Ever since video footage of NFL player Ray Rice viciously punching his then-fiancée (now wife) Janay Palmer into unconsciousness and then callously dragging her body out of an elevator was revealed by TMZ, I have been stunned by the number of people choosing to either downplay the incident or not take it seriously because Palmer still chose to marry him.
"If she can't be bothered to walk away after that, why should I care?" has been the prevailing logic and repeated reasoning among the Twitter folk apparently unmoved by the image of a 200-lb running back punching a woman out cold.
"She's just staying for his money," people unclear on the concept of marriage entitling the partner to half of one's assets, are tweeting.
"She started it by spitting on him. That b*tch crazy," was some of the wisdom found on social media.
"Some women sure know how to ruin careers," tweeted another, choosing to put the focus on Rice who will -- alas -- no longer be able to chase a football for this poor, lost Ravens fan's entertainment.
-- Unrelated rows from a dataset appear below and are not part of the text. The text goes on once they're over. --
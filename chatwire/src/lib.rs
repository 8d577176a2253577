//! A sharded, async client for the chatwire ecosystem.
//!
//! Ties together [`chatwire_gateway`]'s shard fleet, [`chatwire_http`]'s
//! rate-limit-aware REST engine, and a merged dispatch event stream behind
//! one [`Client`].

pub mod client;
pub mod config;
pub mod error;

pub use client::Client;
pub use config::{ClientConfig, ClientConfigBuilder};
pub use error::{Error, ErrorType, Result};
//! Identify-concurrency bucketing and session-start-limit gating for shard
//! fleets.
//!
//! [`IdentifyQueue`] partitions shards into `max_concurrency` buckets by
//! `shard_id % max_concurrency` and serializes identifies within a bucket,
//! at least [`IdentifyQueue::MIN_INTERVAL`] apart; different buckets may
//! identify concurrently. [`SessionStartLimit`] is a one-shot gate over the
//! server-advertised daily cap on fresh identifies, consulted once at
//! bootstrap.

use std::{
    fmt::Debug,
    future::Future,
    pin::Pin,
    time::Duration,
};
use tokio::{
    sync::{mpsc, oneshot},
    time::sleep,
};

/// Paces a shard's identify against its fleet-mates.
///
/// Implementors resolve the returned future once the caller is clear to send
/// its IDENTIFY frame.
pub trait Queue: Debug + Send + Sync {
    /// Request a turn to identify. `shard_id` selects which bucket (if any)
    /// the implementation paces this request against.
    fn enqueue(&self, shard_id: u32) -> Pin<Box<dyn Future<Output = ()> + Send + '_>>;
}

/// A queue that never paces; every request resolves immediately.
///
/// Useful behind a proxy gateway that already enforces identify spacing.
#[derive(Clone, Copy, Debug, Default)]
pub struct NoOpQueue;

impl Queue for NoOpQueue {
    fn enqueue(&self, _shard_id: u32) -> Pin<Box<dyn Future<Output = ()> + Send + '_>> {
        Box::pin(async {})
    }
}

/// Minimum spacing, per the traffic-control engine's identify pacing
/// contract: shards sharing a bucket must identify at least 5 seconds
/// apart. A small margin is added to avoid racing the boundary exactly.
const MIN_BUCKET_INTERVAL: Duration = Duration::from_millis(5_500);

/// Paces identifies across `max_concurrency` buckets, each serialized
/// internally with at least [`MIN_BUCKET_INTERVAL`] between turns.
#[derive(Debug)]
pub struct IdentifyQueue {
    buckets: Vec<mpsc::UnboundedSender<oneshot::Sender<()>>>,
}

impl IdentifyQueue {
    /// The minimum spacing enforced between identifies sharing a bucket.
    pub const MIN_INTERVAL: Duration = MIN_BUCKET_INTERVAL;

    /// Build a queue with `max_concurrency` independent buckets, each paced
    /// at [`Self::MIN_INTERVAL`].
    pub fn new(max_concurrency: u32) -> Self {
        Self::with_interval(max_concurrency, MIN_BUCKET_INTERVAL)
    }

    /// Build a queue with a caller-chosen interval, which must be at least
    /// [`Self::MIN_INTERVAL`] to honor the pacing contract; smaller values
    /// are clamped up.
    pub fn with_interval(max_concurrency: u32, interval: Duration) -> Self {
        let interval = interval.max(MIN_BUCKET_INTERVAL);
        let max_concurrency = max_concurrency.max(1);

        let buckets = (0..max_concurrency)
            .map(|_| spawn_bucket(interval))
            .collect();

        Self { buckets }
    }

    /// Number of buckets this queue paces.
    pub fn bucket_count(&self) -> usize {
        self.buckets.len()
    }
}

impl Queue for IdentifyQueue {
    fn enqueue(&self, shard_id: u32) -> Pin<Box<dyn Future<Output = ()> + Send + '_>> {
        let bucket = &self.buckets[shard_id as usize % self.buckets.len()];

        Box::pin(async move {
            let (tx, rx) = oneshot::channel();

            if bucket.send(tx).is_err() {
                return;
            }

            let _ = rx.await;
        })
    }
}

fn spawn_bucket(interval: Duration) -> mpsc::UnboundedSender<oneshot::Sender<()>> {
    let (tx, mut rx) = mpsc::unbounded_channel::<oneshot::Sender<()>>();

    tokio::spawn(async move {
        while let Some(waiter) = rx.recv().await {
            let _ = waiter.send(());

            #[cfg(feature = "tracing")]
            tracing::trace!(?interval, "identify bucket admitted a shard, pacing next turn");

            sleep(interval).await;
        }
    });

    tx
}

/// A server-advertised per-day cap on fresh IDENTIFY calls.
#[derive(Clone, Copy, Debug, Eq, PartialEq)]
pub struct SessionStartLimit {
    pub total: u32,
    pub remaining: u32,
    pub reset_after: Duration,
    pub max_concurrency: u32,
}

/// The session start limit was insufficient to start the requested number
/// of shards.
#[derive(Clone, Copy, Debug, Eq, PartialEq)]
pub struct ResourceExhausted {
    pub reset_after: Duration,
}

impl std::fmt::Display for ResourceExhausted {
    fn fmt(&self, f: &mut std::fmt::Formatter<'_>) -> std::fmt::Result {
        write!(
            f,
            "session start limit exhausted, resets in {:?}",
            self.reset_after
        )
    }
}

impl std::error::Error for ResourceExhausted {}

impl SessionStartLimit {
    /// Check that at least `shard_count` fresh identifies remain, failing
    /// fast rather than waiting out the reset window.
    ///
    /// This is a one-shot bootstrap check, not a long-running gate: the
    /// traffic-control engine's contract is to fail the manager's startup
    /// with the reset deadline attached, leaving retry policy to the caller.
    pub fn check(&self, shard_count: u32) -> Result<(), ResourceExhausted> {
        if self.remaining < shard_count {
            Err(ResourceExhausted {
                reset_after: self.reset_after,
            })
        } else {
            Ok(())
        }
    }
}

#[cfg(test)]
mod tests {
    use super::{IdentifyQueue, NoOpQueue, Queue, SessionStartLimit};
    use static_assertions::{assert_impl_all, assert_obj_safe};
    use std::{fmt::Debug, time::Duration};

    assert_impl_all!(NoOpQueue: Clone, Copy, Debug, Send, Sync);
    assert_impl_all!(IdentifyQueue: Debug, Send, Sync);
    assert_obj_safe!(Queue);

    #[tokio::test]
    async fn no_op_resolves_immediately() {
        let queue = NoOpQueue;

        tokio::time::timeout(Duration::from_millis(10), queue.enqueue(0))
            .await
            .expect("no-op queue must not pace");
    }

    #[tokio::test(start_paused = true)]
    async fn same_bucket_serializes_at_minimum_interval() {
        let queue = IdentifyQueue::new(2);

        queue.enqueue(0).await;

        let start = tokio::time::Instant::now();
        queue.enqueue(2).await; // shares bucket 0 with shard 0 (0 % 2 == 2 % 2)

        assert!(tokio::time::Instant::now() - start >= IdentifyQueue::MIN_INTERVAL);
    }

    #[tokio::test(start_paused = true)]
    async fn distinct_buckets_identify_concurrently() {
        let queue = IdentifyQueue::new(2);

        let start = tokio::time::Instant::now();
        queue.enqueue(0).await;
        queue.enqueue(1).await; // different bucket, must not wait on bucket 0's pacing

        assert!(tokio::time::Instant::now() - start < IdentifyQueue::MIN_INTERVAL);
    }

    #[test]
    fn session_start_limit_fails_fast_when_insufficient() {
        let limit = SessionStartLimit {
            total: 1000,
            remaining: 2,
            reset_after: Duration::from_secs(3600),
            max_concurrency: 1,
        };

        assert!(limit.check(2).is_ok());
        assert_eq!(
            limit.check(3).unwrap_err().reset_after,
            Duration::from_secs(3600)
        );
    }
}
impl BucketManager {
    /// Create a manager with the default global-request budget.
    pub fn new(global_requests_per_second: u64) -> Arc<Self> {
        Self::with_limits(
            global_requests_per_second,
            DEFAULT_MAX_BUCKETS,
            DEFAULT_MAX_INACTIVE,
        )
    }

    /// Create a manager with explicit bucket-cap and idle-eviction settings.
    pub fn with_limits(
        global_requests_per_second: u64,
        max_buckets: usize,
        max_inactive: Duration,
    ) -> Arc<Self> {
        let global = Arc::new(ManagedBucket {
            token: TokenBucket::new(global_requests_per_second, true),
            queue: Mutex::new(Queues::new()),
            notify: Notify::new(),
            last_activity: Mutex::new(Instant::now()),
            in_flight: AtomicU64::new(0),
            retired: AtomicBool::new(false),
        });

        let manager = Arc::new(Self {
            buckets: Mutex::new(HashMap::new()),
            canonical_owners: Mutex::new(HashMap::new()),
            global,
            max_buckets,
            max_inactive,
        });

        let eviction_target = Arc::clone(&manager);
        tokio::spawn(async move { eviction_target.run_eviction_sweep().await });

        manager
    }

    /// Enqueue a ticket for `route_key` (a synthetic or canonical bucket
    /// identity) at `priority`, appended after same-or-higher priority
    /// tickets (tail of its priority class).
    pub fn enqueue(self: &Arc<Self>, route_key: &str, priority: Priority) -> Ticket<Outcome> {
        self.enqueue_inner(route_key, priority, false)
    }

    /// Re-enqueue a ticket at the head of its priority class, used when a
    /// response signaled a rate limit and the caller is retrying without
    /// consuming an attempt.
    pub fn enqueue_at_head(self: &Arc<Self>, route_key: &str, priority: Priority) -> Ticket<Outcome> {
        self.enqueue_inner(route_key, priority, true)
    }

    fn enqueue_inner(
        self: &Arc<Self>,
        route_key: &str,
        priority: Priority,
        at_head: bool,
    ) -> Ticket<Outcome> {
        let bucket = self.bucket_for(route_key);
        let (ticket, handle) = ticket::channel();

        {
            let mut queue = bucket.queue.lock().unwrap();

            if at_head {
                queue.push_front(priority, handle);
            } else {
                queue.push(priority, handle);
            }
        }

        bucket.touch();
        bucket.notify.notify_one();

        ticket
    }

    /// Fetch or create the bucket currently associated with `route_key`,
    /// spawning its dispatcher loop on first creation.
    fn bucket_for(self: &Arc<Self>, route_key: &str) -> Arc<ManagedBucket> {
        let mut buckets = self.buckets.lock().unwrap();

        if let Some(existing) = buckets.get(route_key) {
            return Arc::clone(existing);
        }

        // Assume a generous default limit until the first response narrows
        // it via `update_from_headers`; this only affects the very first
        // admit on a never-before-seen route.
        let bucket = ManagedBucket::new(1);
        buckets.insert(route_key.to_owned(), Arc::clone(&bucket));

        if buckets.len() > self.max_buckets {
            evict_one_locked(&mut buckets);
        }

        let manager = Arc::clone(self);
        let dispatched = Arc::clone(&bucket);
        tokio::spawn(async move { manager.run_dispatcher(dispatched).await });

        bucket
    }

    async fn run_dispatcher(self: Arc<Self>, bucket: Arc<ManagedBucket>) {
        loop {
            if bucket.retired.load(Ordering::Relaxed) {
                return;
            }

            let handle = {
                let mut queue = bucket.queue.lock().unwrap();
                queue.pop()
            };

            let Some(handle) = handle else {
                bucket.notify.notified().await;
                continue;
            };

            self.wait_for_admission(&bucket).await;

            bucket.in_flight.fetch_add(1, Ordering::Relaxed);
            bucket.touch();

            let Ok(pending) = handle.admit() else {
                bucket.in_flight.fetch_sub(1, Ordering::Relaxed);
                continue;
            };

            let Ok(outcome) = pending.wait().await else {
                bucket.in_flight.fetch_sub(1, Ordering::Relaxed);
                continue;
            };

            bucket.in_flight.fetch_sub(1, Ordering::Relaxed);
            bucket.touch();

            if let Some(completion) = outcome {
                self.apply_completion(&bucket, completion);
            }
        }
    }

    /// Block until both the global bucket and `bucket` admit, consulting the
    /// global bucket first on every attempt as the traffic-control engine
    /// requires.
    async fn wait_for_admission(&self, bucket: &ManagedBucket) {
        loop {
            let now = Instant::now();

            match self.global.token.try_admit(now) {
                Admission::Defer { wait_for } => {
                    sleep(wait_for).await;
                    continue;
                }
                Admission::Admit => {}
            }

            match bucket.token.try_admit(now) {
                Admission::Defer { wait_for } => {
                    // Return the optimistic global slot's accounting is not
                    // reversed: the global bucket legitimately admitted a
                    // request this instant, it simply wasn't this one's turn
                    // at the per-route level yet.
                    sleep(wait_for).await;
                }
                Admission::Admit => return,
            }
        }
    }

    fn apply_completion(&self, bucket: &Arc<ManagedBucket>, completion: Completion) {
        let now = Instant::now();

        match &completion.headers {
            RatelimitHeaders::Present(present) => {
                let outcome = bucket.token.update_from_headers(
                    present.limit(),
                    present.remaining(),
                    Duration::from_millis(present.reset_after_millis()),
                    present.bucket(),
                    now,
                );

                if let Some(canonical) = present.bucket() {
                    self.reconcile_canonical(bucket, canonical);
                }

                let _ = outcome;
            }
            RatelimitHeaders::GlobalLimited(global) => {
                self.global
                    .token
                    .on_rate_limited(Duration::from_secs(global.retry_after()), now);
            }
            RatelimitHeaders::None => {}
        }

        if completion.rate_limited {
            let retry_after = completion.retry_after.unwrap_or_default();
            bucket.token.on_rate_limited(retry_after, now);

            if token_bucket::affects_global(completion.headers_scope(), false) {
                self.global.token.on_rate_limited(retry_after, now);
            }
        }
    }

    /// Register (or discover a conflict with) the canonical bucket key a
    /// response revealed, merging two managed buckets that turn out to
    /// share a server-side identity.
    fn reconcile_canonical(&self, bucket: &Arc<ManagedBucket>, canonical_key: &str) {
        let mut owners = self.canonical_owners.lock().unwrap();

        match owners.get(canonical_key) {
            None => {
                owners.insert(canonical_key.to_owned(), Arc::clone(bucket));
            }
            Some(primary) if Arc::ptr_eq(primary, bucket) => {}
            Some(primary) => {
                let primary = Arc::clone(primary);
                drop(owners);
                self.merge_into(bucket, &primary);
            }
        }
    }

    /// Move `source`'s pending queue into `destination`'s (appended within
    /// each priority class) and retire `source`'s dispatcher. Both queues
    /// are locked for the duration of the move so no ticket is ever visible
    /// to both dispatchers at once.
    fn merge_into(&self, source: &Arc<ManagedBucket>, destination: &Arc<ManagedBucket>) {
        if Arc::ptr_eq(source, destination) {
            return;
        }

        let mut source_queue = source.queue.lock().unwrap();
        let mut destination_queue = destination.queue.lock().unwrap();

        source_queue.drain_into(&mut destination_queue);
        drop(destination_queue);
        drop(source_queue);

        destination.notify.notify_one();
        source.retired.store(true, Ordering::Relaxed);
        source.notify.notify_one();

        let mut buckets = self.buckets.lock().unwrap();
        for value in buckets.values_mut() {
            if Arc::ptr_eq(value, source) {
                *value = Arc::clone(destination);
            }
        }
    }

    async fn run_eviction_sweep(self: Arc<Self>) {
        loop {
            sleep(self.max_inactive / 4).await;
            self.evict_idle();
        }
    }

    fn evict_idle(&self) {
        let mut buckets = self.buckets.lock().unwrap();

        buckets.retain(|_, bucket| {
            if Arc::ptr_eq(bucket, &self.global) {
                return true;
            }

            let expired = bucket.is_idle() && bucket.idle_for() >= self.max_inactive;

            if expired {
                bucket.retired.store(true, Ordering::Relaxed);
                bucket.notify.notify_one();
            }

            !expired
        });
    }
}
"Why doesn't she just pick up and leave?" was a common question asked or implied repeatedly on my Facebook wall, by well-meaning (male, usually) friends, that left me exasperated and angry after a few hours.
Why didn't Janay Palmer just pick up and leave?
Because it's not that simple. And to think that it is simplifies an issue that is as complex and multilayered as human nature itself. To choose to see it in simple shades of black and white is to choose to forget about the million shades of grey everything becomes once you are part of that co-dependent, abusive equation.
Domestic abuse is a long and complex pattern of physical, emotional, and psychological abuse, which slowly but inevitably chips away and erodes a person's self-esteem and self-worth. When a person is continuously victimized and abused, they lose all perspective of who they are, what they deserve, what other options exist. They feel locked in to something they don't have the power -- or are too fearful -- to flee from. And it's not as simple as just "walking away."
Blanket statements judging women for being too weak or not morally strong enough to walk away do a real disservice to abuse victims, because they victimize them all over again. First off, many women who find themselves in unhealthy abusive relationships have grown up in households where similar dynamics existed. They often confuse intense jealousy and rage with love and being needed. They are unable to see the difference.
Do not underestimate the long-term corrosive effects of emotional abuse on its victims. It renders them helpless in many instances, and it greatly diminishes their judgement, leaving them in a constant state of fear and stress. Abusers often isolate their victims from friends and family, leaving them with no sounding board, no one to talk to. Left all alone, they start questioning their own reality. Sometimes they are the first to justify and attempt to explain away the abuse. Particularly when they are in love with their abuser.
Remember, abusers in most cases are charming. Often, they are extremely likeable and social, successful and popular with many. They work that charm and use it to their advantage. When they repent, they promise to never do it again. They cry, they plead, they beg. They may even be genuinely sorry about the hurt they caused.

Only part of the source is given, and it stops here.